*What the exercise asks:*
What you return should be each line of the data containing the string "types".
=== Begin Enclosure ===
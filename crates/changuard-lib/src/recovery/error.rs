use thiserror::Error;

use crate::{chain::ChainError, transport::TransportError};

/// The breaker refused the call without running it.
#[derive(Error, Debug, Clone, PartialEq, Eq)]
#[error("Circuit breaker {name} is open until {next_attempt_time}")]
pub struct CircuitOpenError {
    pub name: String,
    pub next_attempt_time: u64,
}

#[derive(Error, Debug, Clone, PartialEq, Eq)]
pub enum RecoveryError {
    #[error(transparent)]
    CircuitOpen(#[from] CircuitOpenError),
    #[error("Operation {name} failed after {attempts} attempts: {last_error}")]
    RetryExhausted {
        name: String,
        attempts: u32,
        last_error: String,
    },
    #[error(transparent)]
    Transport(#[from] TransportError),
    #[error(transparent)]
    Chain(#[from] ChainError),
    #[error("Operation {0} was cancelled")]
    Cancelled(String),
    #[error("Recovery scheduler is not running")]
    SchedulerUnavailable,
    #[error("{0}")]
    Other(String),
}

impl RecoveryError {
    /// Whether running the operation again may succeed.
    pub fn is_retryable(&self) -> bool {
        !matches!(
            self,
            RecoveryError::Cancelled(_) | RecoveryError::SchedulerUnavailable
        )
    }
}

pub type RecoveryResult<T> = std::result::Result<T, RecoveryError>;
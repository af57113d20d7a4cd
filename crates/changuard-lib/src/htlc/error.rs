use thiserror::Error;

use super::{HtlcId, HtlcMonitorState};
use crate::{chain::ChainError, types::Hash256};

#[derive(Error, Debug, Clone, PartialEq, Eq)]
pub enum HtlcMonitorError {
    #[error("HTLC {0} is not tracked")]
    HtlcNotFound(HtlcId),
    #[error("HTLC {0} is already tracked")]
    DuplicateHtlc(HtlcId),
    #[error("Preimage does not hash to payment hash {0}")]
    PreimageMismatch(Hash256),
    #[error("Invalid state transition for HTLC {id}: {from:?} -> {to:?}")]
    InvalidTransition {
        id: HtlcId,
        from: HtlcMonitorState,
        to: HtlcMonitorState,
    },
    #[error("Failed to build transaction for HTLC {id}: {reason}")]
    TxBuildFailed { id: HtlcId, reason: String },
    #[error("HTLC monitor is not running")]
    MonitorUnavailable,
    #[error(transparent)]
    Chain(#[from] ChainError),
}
=== End Enclosure ===
=== Begin Enclosure ===
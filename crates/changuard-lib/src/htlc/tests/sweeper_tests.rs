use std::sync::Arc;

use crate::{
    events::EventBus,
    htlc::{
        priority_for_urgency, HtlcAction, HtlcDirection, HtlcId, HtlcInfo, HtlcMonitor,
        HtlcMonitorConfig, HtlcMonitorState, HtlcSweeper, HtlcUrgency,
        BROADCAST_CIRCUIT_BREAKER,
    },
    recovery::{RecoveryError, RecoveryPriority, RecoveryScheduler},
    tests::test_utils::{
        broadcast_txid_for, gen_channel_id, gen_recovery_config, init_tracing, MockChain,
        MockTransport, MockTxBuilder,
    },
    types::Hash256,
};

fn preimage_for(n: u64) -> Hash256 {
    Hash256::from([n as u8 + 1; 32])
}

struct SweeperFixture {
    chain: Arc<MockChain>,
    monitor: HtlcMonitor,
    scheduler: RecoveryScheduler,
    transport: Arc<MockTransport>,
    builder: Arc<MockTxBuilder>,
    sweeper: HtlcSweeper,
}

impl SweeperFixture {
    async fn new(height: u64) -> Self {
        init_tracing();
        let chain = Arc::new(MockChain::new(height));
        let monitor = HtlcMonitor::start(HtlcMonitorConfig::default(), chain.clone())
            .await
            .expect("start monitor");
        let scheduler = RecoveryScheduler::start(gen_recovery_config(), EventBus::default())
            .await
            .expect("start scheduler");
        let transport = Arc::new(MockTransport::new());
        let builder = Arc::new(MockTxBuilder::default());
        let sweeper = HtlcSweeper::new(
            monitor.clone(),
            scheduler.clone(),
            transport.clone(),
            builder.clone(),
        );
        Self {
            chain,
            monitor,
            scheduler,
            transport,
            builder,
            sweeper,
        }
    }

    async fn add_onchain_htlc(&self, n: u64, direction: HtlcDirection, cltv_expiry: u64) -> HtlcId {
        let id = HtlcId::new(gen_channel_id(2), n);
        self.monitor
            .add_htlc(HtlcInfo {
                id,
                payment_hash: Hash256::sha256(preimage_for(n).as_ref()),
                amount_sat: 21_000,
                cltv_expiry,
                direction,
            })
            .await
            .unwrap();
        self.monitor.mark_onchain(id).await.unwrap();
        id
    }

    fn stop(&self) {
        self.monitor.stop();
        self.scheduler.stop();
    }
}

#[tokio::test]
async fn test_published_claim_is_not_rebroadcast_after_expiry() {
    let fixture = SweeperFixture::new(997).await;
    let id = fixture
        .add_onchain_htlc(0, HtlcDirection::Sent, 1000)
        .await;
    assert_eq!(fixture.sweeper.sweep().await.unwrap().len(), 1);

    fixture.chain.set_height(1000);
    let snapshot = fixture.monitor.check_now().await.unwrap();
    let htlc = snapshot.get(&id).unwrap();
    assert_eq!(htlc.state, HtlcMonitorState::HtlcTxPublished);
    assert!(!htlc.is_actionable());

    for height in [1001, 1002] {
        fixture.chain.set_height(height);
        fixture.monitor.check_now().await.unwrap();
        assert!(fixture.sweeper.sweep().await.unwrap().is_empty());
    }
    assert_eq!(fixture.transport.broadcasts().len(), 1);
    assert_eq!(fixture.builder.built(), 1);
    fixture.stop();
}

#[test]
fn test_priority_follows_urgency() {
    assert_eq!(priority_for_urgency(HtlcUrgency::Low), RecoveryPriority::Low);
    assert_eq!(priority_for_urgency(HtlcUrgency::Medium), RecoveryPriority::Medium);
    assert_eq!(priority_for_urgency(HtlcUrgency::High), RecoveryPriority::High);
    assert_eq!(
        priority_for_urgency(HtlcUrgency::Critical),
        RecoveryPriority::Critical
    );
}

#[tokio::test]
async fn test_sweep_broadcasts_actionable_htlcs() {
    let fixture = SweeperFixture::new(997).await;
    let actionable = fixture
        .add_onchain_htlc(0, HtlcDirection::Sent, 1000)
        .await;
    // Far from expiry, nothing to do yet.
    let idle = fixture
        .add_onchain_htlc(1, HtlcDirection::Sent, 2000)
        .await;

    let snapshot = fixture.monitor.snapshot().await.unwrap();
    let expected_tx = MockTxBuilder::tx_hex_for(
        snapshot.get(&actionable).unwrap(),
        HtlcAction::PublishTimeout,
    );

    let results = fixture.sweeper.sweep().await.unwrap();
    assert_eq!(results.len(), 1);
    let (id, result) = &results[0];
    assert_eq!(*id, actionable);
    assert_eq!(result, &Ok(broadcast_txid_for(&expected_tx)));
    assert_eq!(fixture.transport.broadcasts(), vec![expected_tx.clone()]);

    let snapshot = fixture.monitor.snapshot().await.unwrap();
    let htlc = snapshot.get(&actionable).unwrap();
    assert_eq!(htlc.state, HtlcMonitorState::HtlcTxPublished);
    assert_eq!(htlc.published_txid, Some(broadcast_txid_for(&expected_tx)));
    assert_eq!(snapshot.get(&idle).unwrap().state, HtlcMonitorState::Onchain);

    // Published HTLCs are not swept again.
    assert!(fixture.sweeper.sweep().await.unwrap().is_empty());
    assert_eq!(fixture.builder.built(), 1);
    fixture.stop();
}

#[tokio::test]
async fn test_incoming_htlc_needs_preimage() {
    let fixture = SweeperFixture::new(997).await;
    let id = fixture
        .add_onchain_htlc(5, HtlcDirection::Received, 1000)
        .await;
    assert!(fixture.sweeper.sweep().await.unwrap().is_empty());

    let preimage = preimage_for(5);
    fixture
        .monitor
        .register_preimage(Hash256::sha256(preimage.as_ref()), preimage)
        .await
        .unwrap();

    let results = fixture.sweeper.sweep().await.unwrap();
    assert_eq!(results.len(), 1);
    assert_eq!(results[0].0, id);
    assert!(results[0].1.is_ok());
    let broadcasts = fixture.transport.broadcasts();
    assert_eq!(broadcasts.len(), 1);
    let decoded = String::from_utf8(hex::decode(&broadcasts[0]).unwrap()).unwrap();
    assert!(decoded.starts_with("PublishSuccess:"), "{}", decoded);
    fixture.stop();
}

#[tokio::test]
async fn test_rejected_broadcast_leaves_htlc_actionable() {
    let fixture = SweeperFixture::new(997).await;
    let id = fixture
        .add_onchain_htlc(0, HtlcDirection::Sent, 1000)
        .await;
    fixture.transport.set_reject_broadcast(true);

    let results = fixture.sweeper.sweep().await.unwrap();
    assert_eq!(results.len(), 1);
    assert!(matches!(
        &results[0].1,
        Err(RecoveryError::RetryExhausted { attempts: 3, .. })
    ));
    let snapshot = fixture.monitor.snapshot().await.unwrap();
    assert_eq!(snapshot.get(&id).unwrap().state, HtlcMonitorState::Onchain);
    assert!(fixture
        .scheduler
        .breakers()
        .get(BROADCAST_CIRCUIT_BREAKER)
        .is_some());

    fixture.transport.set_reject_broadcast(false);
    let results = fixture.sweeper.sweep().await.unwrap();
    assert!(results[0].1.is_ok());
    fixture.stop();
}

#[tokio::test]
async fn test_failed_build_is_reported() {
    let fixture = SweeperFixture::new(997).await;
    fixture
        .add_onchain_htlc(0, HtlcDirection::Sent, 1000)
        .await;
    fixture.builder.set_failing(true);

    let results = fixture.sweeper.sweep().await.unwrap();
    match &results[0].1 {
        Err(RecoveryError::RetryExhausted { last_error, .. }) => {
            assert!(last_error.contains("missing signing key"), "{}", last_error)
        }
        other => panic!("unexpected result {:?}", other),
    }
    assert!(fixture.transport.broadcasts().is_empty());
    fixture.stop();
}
=== End Enclosure ===
=== Begin Enclosure ===
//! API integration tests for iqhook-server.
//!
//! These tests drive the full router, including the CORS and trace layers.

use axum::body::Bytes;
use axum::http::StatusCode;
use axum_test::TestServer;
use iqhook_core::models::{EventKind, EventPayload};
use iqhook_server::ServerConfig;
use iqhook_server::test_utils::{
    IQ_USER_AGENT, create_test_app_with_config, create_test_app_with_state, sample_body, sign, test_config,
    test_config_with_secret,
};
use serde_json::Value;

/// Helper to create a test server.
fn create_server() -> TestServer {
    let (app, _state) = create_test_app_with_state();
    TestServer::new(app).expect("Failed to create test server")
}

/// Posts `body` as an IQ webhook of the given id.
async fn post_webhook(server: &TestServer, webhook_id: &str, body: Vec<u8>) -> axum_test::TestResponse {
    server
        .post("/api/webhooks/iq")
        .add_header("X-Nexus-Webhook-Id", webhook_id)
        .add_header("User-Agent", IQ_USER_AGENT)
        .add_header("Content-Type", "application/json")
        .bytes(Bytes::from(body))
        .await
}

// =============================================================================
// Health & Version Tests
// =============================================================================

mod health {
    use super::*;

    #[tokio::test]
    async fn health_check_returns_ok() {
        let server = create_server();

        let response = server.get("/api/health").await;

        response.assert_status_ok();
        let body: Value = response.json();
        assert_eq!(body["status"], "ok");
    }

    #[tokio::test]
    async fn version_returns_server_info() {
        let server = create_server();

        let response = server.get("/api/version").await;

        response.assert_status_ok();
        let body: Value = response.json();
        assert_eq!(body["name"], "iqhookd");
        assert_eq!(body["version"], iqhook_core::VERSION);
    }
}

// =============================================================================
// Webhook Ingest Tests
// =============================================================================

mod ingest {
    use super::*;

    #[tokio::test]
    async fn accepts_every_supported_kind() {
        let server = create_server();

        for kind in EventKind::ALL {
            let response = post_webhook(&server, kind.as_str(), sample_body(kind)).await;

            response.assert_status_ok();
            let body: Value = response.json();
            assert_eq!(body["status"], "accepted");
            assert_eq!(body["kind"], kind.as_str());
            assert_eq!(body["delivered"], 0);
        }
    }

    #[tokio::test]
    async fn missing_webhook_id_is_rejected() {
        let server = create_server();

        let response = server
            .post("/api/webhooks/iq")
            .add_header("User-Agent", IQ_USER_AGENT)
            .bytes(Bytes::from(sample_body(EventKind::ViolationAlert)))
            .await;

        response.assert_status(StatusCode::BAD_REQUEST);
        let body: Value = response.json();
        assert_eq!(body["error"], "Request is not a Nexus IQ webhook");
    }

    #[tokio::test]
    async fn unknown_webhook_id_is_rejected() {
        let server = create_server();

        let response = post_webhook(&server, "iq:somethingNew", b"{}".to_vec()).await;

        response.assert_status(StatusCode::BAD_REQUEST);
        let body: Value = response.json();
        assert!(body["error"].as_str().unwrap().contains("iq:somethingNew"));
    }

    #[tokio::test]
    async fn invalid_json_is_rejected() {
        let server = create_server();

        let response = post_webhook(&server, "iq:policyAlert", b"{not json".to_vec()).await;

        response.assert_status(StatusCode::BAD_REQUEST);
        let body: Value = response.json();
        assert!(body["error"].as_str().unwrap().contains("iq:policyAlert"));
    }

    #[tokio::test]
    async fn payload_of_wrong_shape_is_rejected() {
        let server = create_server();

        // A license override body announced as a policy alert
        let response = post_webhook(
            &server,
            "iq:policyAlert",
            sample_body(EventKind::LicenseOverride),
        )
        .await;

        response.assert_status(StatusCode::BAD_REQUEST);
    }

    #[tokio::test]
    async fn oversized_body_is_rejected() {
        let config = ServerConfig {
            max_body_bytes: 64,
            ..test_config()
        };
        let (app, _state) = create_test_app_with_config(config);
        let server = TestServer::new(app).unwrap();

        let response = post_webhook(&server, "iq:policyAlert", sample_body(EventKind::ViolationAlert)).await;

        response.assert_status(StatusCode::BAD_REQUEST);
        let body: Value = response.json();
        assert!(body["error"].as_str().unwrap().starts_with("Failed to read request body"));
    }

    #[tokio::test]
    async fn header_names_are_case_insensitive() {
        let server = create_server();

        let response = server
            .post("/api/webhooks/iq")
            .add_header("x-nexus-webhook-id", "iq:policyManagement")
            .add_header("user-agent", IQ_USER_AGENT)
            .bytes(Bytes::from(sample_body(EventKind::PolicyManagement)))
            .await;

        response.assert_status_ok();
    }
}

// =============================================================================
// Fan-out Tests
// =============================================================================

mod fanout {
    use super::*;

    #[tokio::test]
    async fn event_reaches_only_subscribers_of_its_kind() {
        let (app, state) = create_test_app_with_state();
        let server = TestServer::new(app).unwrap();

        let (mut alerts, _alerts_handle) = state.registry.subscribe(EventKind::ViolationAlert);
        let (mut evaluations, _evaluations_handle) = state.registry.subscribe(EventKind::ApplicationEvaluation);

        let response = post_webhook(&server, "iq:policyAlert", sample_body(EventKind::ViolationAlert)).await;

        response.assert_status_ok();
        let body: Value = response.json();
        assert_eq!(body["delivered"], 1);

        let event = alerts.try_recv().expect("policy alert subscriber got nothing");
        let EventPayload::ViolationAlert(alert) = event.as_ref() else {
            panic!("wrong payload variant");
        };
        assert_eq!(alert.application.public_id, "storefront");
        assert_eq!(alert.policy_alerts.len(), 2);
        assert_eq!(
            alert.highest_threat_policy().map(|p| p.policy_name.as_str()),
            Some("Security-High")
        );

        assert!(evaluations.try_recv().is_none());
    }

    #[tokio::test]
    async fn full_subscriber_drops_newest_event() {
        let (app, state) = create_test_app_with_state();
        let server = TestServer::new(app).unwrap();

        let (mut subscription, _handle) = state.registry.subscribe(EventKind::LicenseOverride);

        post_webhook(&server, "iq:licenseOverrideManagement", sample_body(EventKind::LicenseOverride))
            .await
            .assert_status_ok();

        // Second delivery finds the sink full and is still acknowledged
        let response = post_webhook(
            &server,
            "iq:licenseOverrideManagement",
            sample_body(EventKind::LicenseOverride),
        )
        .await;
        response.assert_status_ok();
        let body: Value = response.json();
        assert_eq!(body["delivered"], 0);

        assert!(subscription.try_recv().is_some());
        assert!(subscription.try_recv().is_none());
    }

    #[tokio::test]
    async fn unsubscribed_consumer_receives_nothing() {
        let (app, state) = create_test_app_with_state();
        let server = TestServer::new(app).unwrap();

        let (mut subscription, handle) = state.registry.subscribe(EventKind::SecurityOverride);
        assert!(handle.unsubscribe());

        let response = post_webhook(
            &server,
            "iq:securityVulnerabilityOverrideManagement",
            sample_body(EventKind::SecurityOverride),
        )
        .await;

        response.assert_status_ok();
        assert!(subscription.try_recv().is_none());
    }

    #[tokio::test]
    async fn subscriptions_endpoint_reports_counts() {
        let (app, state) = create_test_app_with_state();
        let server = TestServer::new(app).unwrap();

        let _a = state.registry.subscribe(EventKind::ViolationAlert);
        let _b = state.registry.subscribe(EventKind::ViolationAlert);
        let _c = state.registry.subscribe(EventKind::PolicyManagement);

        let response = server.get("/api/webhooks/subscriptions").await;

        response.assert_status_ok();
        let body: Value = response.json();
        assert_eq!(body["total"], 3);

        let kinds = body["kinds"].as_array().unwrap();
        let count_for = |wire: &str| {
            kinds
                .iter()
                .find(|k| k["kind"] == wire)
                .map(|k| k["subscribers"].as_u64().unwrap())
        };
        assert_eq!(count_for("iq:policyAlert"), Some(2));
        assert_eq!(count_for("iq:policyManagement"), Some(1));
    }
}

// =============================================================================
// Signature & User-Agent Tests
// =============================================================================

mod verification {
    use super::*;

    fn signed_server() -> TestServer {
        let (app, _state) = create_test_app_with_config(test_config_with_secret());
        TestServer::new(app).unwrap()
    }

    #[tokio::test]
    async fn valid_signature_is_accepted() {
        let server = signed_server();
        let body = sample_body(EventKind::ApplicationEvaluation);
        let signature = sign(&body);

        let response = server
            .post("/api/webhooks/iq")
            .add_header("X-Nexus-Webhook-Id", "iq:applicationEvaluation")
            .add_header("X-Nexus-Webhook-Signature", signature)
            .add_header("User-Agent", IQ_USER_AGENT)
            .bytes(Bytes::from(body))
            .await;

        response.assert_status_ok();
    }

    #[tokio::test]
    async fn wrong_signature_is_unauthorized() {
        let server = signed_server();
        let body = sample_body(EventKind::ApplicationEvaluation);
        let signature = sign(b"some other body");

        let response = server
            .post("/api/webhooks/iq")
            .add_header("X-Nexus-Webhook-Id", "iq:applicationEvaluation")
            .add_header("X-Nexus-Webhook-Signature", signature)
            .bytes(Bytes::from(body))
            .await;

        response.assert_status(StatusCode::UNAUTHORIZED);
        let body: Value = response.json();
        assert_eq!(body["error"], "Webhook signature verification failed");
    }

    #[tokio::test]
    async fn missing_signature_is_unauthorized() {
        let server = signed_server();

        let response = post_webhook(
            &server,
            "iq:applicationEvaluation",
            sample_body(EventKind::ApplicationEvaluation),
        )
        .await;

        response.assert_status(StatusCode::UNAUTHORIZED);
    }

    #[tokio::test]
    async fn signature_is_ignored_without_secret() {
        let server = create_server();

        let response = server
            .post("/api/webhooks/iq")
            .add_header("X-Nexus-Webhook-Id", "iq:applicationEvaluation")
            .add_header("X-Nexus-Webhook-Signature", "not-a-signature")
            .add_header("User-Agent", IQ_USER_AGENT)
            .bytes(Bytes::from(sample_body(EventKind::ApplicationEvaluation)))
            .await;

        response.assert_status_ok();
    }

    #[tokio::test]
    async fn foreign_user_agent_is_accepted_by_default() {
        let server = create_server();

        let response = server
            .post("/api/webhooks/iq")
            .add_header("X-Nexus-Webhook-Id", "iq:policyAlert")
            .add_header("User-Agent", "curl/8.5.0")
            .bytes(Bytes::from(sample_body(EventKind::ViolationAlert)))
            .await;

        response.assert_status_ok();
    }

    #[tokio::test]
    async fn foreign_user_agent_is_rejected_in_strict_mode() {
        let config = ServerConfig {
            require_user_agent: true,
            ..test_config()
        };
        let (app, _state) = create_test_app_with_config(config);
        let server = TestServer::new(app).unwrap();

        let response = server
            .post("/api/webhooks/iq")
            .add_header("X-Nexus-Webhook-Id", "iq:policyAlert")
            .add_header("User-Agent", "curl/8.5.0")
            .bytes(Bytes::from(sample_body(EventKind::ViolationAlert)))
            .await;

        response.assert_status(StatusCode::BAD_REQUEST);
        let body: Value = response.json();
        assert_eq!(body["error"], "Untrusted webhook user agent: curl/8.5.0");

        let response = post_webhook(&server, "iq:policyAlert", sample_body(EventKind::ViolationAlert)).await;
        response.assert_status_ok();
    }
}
=== End Enclosure ===
*Exercise solution:*
use crate::{chain::ChainError, types::Hash256};
    types::Hash256,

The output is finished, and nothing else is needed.